▸ **Work request**
From the listing below, pick out each line with the word "PartialEq".

▸ **Data extracts**
________
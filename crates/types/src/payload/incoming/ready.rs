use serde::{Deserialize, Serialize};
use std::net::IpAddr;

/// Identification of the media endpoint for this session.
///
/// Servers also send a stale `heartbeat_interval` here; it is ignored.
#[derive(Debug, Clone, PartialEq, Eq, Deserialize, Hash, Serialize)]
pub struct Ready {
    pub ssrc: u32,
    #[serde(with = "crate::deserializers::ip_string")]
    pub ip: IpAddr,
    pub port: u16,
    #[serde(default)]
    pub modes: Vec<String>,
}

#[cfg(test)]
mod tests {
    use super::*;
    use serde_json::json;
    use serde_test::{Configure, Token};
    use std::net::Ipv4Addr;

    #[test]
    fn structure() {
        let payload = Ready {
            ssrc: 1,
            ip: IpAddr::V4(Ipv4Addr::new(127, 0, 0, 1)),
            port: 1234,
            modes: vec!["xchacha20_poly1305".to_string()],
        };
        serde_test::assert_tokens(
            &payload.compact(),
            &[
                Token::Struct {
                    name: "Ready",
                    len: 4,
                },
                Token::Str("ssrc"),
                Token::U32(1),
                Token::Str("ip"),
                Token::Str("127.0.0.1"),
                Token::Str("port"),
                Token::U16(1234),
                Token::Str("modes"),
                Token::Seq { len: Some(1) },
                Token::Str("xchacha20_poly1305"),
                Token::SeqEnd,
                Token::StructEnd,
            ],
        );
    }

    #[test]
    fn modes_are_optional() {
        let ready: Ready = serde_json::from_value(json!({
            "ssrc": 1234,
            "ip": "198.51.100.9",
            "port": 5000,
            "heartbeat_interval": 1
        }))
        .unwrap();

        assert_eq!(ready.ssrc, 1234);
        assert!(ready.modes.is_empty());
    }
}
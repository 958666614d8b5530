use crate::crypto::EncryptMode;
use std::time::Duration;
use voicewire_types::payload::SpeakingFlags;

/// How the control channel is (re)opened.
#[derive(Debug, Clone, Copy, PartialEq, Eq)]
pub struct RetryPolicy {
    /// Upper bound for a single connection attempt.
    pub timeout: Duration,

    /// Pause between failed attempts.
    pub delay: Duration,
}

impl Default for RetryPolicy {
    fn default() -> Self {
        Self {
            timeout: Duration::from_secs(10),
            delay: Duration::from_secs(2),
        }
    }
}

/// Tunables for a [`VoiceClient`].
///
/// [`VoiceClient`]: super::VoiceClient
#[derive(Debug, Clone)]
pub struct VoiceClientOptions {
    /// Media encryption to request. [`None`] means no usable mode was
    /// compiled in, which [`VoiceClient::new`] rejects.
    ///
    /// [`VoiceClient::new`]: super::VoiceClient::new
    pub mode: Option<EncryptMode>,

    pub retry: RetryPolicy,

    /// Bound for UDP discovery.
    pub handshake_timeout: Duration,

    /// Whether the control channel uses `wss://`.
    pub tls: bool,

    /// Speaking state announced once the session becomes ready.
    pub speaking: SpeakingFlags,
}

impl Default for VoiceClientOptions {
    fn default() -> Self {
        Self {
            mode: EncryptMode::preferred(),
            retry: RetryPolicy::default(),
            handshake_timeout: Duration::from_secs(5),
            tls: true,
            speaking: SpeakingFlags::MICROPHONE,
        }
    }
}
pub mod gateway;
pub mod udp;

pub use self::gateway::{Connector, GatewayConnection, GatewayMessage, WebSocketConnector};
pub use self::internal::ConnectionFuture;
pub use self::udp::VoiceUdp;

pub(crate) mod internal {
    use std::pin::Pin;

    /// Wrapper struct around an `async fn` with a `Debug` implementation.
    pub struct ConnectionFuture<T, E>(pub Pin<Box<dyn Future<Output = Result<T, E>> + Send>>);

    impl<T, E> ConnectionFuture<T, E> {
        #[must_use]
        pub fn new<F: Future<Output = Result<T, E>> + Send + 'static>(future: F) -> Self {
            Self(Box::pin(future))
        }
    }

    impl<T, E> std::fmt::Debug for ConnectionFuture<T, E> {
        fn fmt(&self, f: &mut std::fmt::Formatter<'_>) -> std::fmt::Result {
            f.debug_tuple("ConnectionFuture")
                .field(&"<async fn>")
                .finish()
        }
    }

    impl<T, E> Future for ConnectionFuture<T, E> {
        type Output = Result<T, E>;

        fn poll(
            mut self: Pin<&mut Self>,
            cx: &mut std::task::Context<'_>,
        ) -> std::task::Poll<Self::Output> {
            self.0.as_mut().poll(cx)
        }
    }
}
________
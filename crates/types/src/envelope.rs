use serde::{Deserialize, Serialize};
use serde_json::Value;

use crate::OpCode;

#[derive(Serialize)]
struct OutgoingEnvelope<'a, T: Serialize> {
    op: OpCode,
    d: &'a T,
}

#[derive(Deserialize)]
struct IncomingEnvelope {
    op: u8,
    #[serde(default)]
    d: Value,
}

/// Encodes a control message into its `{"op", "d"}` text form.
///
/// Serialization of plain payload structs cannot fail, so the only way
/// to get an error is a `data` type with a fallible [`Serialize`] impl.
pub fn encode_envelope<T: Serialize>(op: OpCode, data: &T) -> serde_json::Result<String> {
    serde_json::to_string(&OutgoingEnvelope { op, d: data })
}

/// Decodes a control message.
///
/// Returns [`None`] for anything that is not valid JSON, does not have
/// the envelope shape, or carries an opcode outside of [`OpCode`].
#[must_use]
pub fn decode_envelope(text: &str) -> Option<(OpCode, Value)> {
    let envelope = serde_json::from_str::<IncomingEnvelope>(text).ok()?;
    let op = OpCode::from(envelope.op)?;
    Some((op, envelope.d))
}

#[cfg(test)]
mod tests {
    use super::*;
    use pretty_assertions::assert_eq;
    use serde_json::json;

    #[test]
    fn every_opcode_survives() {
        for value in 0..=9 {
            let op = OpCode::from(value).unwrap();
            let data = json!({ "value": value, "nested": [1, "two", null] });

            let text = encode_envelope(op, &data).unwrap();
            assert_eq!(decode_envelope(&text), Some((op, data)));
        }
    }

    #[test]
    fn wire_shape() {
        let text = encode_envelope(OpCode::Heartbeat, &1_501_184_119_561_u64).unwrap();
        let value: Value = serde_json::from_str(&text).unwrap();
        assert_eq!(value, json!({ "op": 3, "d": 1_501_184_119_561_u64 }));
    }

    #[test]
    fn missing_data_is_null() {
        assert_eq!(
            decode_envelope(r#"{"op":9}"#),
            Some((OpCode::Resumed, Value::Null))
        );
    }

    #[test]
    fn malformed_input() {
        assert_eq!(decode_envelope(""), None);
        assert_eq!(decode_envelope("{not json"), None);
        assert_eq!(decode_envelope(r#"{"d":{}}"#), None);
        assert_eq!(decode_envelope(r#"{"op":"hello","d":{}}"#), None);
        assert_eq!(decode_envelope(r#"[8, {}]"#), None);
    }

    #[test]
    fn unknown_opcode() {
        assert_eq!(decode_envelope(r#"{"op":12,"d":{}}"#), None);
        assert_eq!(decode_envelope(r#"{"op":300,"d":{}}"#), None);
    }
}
________
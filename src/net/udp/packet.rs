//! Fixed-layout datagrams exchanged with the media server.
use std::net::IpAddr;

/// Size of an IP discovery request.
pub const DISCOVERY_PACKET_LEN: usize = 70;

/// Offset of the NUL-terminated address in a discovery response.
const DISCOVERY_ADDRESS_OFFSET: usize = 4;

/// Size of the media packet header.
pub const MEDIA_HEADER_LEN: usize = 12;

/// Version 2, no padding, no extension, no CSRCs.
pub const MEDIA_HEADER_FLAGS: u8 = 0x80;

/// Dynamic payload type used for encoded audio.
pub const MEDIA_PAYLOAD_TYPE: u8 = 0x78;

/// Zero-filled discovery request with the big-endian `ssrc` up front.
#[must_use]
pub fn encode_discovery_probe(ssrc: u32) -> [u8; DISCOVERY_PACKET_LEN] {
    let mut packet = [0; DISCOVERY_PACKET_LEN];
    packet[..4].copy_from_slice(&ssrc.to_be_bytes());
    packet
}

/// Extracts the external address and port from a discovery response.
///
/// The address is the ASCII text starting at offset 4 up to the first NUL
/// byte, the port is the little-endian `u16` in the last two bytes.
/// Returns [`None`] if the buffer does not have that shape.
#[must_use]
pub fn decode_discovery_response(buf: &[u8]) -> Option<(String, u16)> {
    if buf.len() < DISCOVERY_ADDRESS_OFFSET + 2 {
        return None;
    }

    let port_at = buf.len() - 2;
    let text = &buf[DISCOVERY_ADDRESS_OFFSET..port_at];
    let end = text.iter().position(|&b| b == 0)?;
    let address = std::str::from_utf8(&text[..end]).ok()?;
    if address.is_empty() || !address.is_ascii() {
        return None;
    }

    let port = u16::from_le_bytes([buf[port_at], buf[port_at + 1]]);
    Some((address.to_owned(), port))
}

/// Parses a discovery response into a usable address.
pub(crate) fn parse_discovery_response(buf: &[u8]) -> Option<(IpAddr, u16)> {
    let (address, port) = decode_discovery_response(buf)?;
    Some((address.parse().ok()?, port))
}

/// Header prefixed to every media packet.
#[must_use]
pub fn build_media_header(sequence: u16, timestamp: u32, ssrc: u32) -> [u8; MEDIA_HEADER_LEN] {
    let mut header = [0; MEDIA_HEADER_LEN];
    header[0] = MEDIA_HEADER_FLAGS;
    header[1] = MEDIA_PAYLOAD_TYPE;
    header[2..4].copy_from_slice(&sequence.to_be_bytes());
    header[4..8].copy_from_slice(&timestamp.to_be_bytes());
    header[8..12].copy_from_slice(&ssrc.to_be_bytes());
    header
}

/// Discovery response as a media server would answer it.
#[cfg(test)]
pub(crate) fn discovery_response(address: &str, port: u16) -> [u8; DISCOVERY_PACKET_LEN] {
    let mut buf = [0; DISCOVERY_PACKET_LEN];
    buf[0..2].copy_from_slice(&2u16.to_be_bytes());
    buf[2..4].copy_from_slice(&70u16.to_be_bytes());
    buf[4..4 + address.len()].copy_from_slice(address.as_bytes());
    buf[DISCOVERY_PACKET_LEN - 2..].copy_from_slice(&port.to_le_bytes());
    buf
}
________
▸ **Reply to the exercise**
#[derive(Debug, Clone, PartialEq, Eq, Deserialize, Hash, Serialize)]
#[derive(Debug, Clone, Copy, PartialEq, Eq)]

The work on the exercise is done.